[Stored dataset items]
▼▼▼

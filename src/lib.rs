pub mod config;
pub mod error;
pub mod identity;
pub mod storage;
pub mod telemetry;
pub mod tracking;

// Re-export specific items for convenient access
pub use config::{CollectorConfig, TrackingSettings};
pub use identity::{Identity, IdentityResolver};
pub use storage::{FileStore, KeyValueStore, LogStore, MemoryStore};
pub use telemetry::recorder::InteractionRecorder;
pub use tracking::TrackingController;
//! User identity for stamping log entries.
//!
//! Resolution is best-effort and total: the remote lookup may degrade in any
//! way, and the caller still gets a usable, non-empty identity. Degradations
//! are written to the log as diagnostics, never returned as errors.

pub mod source;

pub use source::{HttpReply, HubIdentitySource, IdentitySource};

use std::fmt;
use std::sync::Arc;

use serde::Deserialize;
use tracing::{error, info, warn};
use uuid::Uuid;

use crate::error::IdentityError;
use crate::storage::{KeyValueStore, LogStore, USER_ID_KEY};
use crate::telemetry::entry::{DiagnosticRecord, EntryPayload, UNKNOWN_USER};

const FALLBACK_PREFIX: &str = "user-";
const FALLBACK_LEN: usize = 9;

#[derive(Debug, Clone, Copy, PartialEq, Eq)]
pub enum IdentityOrigin {
    /// Name reported by the identity endpoint.
    Remote,
    /// Device-local token from the key-value store.
    Fallback,
}

#[derive(Debug, Clone, PartialEq, Eq)]
pub struct Identity {
    value: String,
    origin: IdentityOrigin,
}

impl Identity {
    pub fn remote(name: impl Into<String>) -> Self {
        Self {
            value: name.into(),
            origin: IdentityOrigin::Remote,
        }
    }

    pub fn fallback(token: impl Into<String>) -> Self {
        Self {
            value: token.into(),
            origin: IdentityOrigin::Fallback,
        }
    }

    pub fn as_str(&self) -> &str {
        &self.value
    }

    pub fn origin(&self) -> IdentityOrigin {
        self.origin
    }
}

impl fmt::Display for Identity {
    fn fmt(&self, f: &mut fmt::Formatter<'_>) -> fmt::Result {
        f.write_str(&self.value)
    }
}

#[derive(Deserialize)]
struct HubUser {
    #[serde(default)]
    name: Option<String>,
}

/// `user-` followed by nine lowercase alphanumerics. Collisions across devices
/// are unlikely, not impossible.
pub fn generate_fallback_token() -> String {
    let raw = Uuid::new_v4().simple().to_string();
    format!("{}{}", FALLBACK_PREFIX, &raw[..FALLBACK_LEN])
}

pub struct IdentityResolver {
    source: Arc<dyn IdentitySource>,
    kv: Arc<dyn KeyValueStore>,
}

impl IdentityResolver {
    pub fn new(source: Arc<dyn IdentitySource>, kv: Arc<dyn KeyValueStore>) -> Self {
        Self { source, kv }
    }

    /// One remote attempt, then the local fallback. Diagnostics for a degraded
    /// lookup go to `log` stamped as [`UNKNOWN_USER`].
    pub async fn resolve(&self, log: &LogStore) -> Identity {
        let diagnostic = match self.source.fetch().await {
            Ok(reply) if reply.is_success() => match serde_json::from_str::<HubUser>(&reply.body) {
                Ok(user) => match user.name.filter(|n| !n.is_empty()) {
                    Some(name) => {
                        info!("Identity resolved from hub: {}", name);
                        return Identity::remote(name);
                    }
                    None => DiagnosticRecord::failure("name not found"),
                },
                Err(e) => {
                    let malformed = IdentityError::MalformedBody(e.to_string());
                    DiagnosticRecord::error(malformed.to_string())
                }
            },
            Ok(reply) => DiagnosticRecord::failure(format!("status={}", reply.status)),
            Err(e) => DiagnosticRecord::error(e.to_string()),
        };

        warn!("Could not retrieve user id from hub: {:?} {}", diagnostic.kind, diagnostic.details);
        if let Err(e) = log.append(UNKNOWN_USER, EntryPayload::Diagnostic(diagnostic)).await {
            error!("Failed to log identity diagnostic: {}", e);
        }

        self.fallback()
    }

    /// Cached device token, created and persisted on first use.
    pub fn fallback(&self) -> Identity {
        match self.kv.get(USER_ID_KEY) {
            Ok(Some(stored)) if !stored.trim().is_empty() => return Identity::fallback(stored),
            Ok(_) => {}
            Err(e) => warn!("Cannot read cached user id: {}", e),
        }

        let token = generate_fallback_token();
        if let Err(e) = self.kv.set(USER_ID_KEY, &token) {
            // Still usable for this recorder; the next one will mint another.
            warn!("Cannot persist fallback user id: {}", e);
        }
        info!("Generated fallback user id {}", token);
        Identity::fallback(token)
    }
}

▲▲▲

_EXERCISE DESCRIPTION_
Each entry must be output exactly as it was written.

_RESULT_
filename src/lib.rs
pub mod config;
pub mod error;
pub mod identity;
pub mod storage;
pub mod telemetry;
pub mod tracking;

// Re-export specific items for convenient access
pub use config::{CollectorConfig, TrackingSettings};
pub use identity::{Identity, IdentityResolver};
pub use storage::{FileStore, KeyValueStore, LogStore, MemoryStore};
pub use telemetry::recorder::InteractionRecorder;
pub use tracking::TrackingController;
//! User identity for stamping log entries.
//!
//! Resolution is best-effort and total: the remote lookup may degrade in any
//! way, and the caller still gets a usable, non-empty identity. Degradations
//! are written to the log as diagnostics, never returned as errors.

pub mod source;

pub use source::{HttpReply, HubIdentitySource, IdentitySource};

use std::fmt;
use std::sync::Arc;

use serde::Deserialize;
use tracing::{error, info, warn};
use uuid::Uuid;

use crate::error::IdentityError;
use crate::storage::{KeyValueStore, LogStore, USER_ID_KEY};
use crate::telemetry::entry::{DiagnosticRecord, EntryPayload, UNKNOWN_USER};

const FALLBACK_PREFIX: &str = "user-";
const FALLBACK_LEN: usize = 9;

#[derive(Debug, Clone, Copy, PartialEq, Eq)]
pub enum IdentityOrigin {
    /// Name reported by the identity endpoint.
    Remote,
    /// Device-local token from the key-value store.
    Fallback,
}

#[derive(Debug, Clone, PartialEq, Eq)]
pub struct Identity {
    value: String,
    origin: IdentityOrigin,
}

impl Identity {
    pub fn remote(name: impl Into<String>) -> Self {
        Self {
            value: name.into(),
            origin: IdentityOrigin::Remote,
        }
    }

    pub fn fallback(token: impl Into<String>) -> Self {
        Self {
            value: token.into(),
            origin: IdentityOrigin::Fallback,
        }
    }

    pub fn as_str(&self) -> &str {
        &self.value
    }

    pub fn origin(&self) -> IdentityOrigin {
        self.origin
    }
}

impl fmt::Display for Identity {
    fn fmt(&self, f: &mut fmt::Formatter<'_>) -> fmt::Result {
        f.write_str(&self.value)
    }
}

#[derive(Deserialize)]
struct HubUser {
    #[serde(default)]
    name: Option<String>,
}

/// `user-` followed by nine lowercase alphanumerics. Collisions across devices
/// are unlikely, not impossible.
pub fn generate_fallback_token() -> String {
    let raw = Uuid::new_v4().simple().to_string();
    format!("{}{}", FALLBACK_PREFIX, &raw[..FALLBACK_LEN])
}

pub struct IdentityResolver {
    source: Arc<dyn IdentitySource>,
    kv: Arc<dyn KeyValueStore>,
}

impl IdentityResolver {
    pub fn new(source: Arc<dyn IdentitySource>, kv: Arc<dyn KeyValueStore>) -> Self {
        Self { source, kv }
    }

    /// One remote attempt, then the local fallback. Diagnostics for a degraded
    /// lookup go to `log` stamped as [`UNKNOWN_USER`].
    pub async fn resolve(&self, log: &LogStore) -> Identity {
        let diagnostic = match self.source.fetch().await {
            Ok(reply) if reply.is_success() => match serde_json::from_str::<HubUser>(&reply.body) {
                Ok(user) => match user.name.filter(|n| !n.is_empty()) {
                    Some(name) => {
                        info!("Identity resolved from hub: {}", name);
                        return Identity::remote(name);
                    }
                    None => DiagnosticRecord::failure("name not found"),
                },
                Err(e) => {
                    let malformed = IdentityError::MalformedBody(e.to_string());
                    DiagnosticRecord::error(malformed.to_string())
                }
            },
            Ok(reply) => DiagnosticRecord::failure(format!("status={}", reply.status)),
            Err(e) => DiagnosticRecord::error(e.to_string()),
        };

        warn!("Could not retrieve user id from hub: {:?} {}", diagnostic.kind, diagnostic.details);
        if let Err(e) = log.append(UNKNOWN_USER, EntryPayload::Diagnostic(diagnostic)).await {
            error!("Failed to log identity diagnostic: {}", e);
        }

        self.fallback()
    }

    /// Cached device token, created and persisted on first use.
    pub fn fallback(&self) -> Identity {
        match self.kv.get(USER_ID_KEY) {
            Ok(Some(stored)) if !stored.trim().is_empty() => return Identity::fallback(stored),
            Ok(_) => {}
            Err(e) => warn!("Cannot read cached user id: {}", e),
        }

        let token = generate_fallback_token();
        if let Err(e) = self.kv.set(USER_ID_KEY, &token) {
            // Still usable for this recorder; the next one will mint another.
            warn!("Cannot persist fallback user id: {}", e);
        }
        info!("Generated fallback user id {}", token);
        Identity::fallback(token)
    }
}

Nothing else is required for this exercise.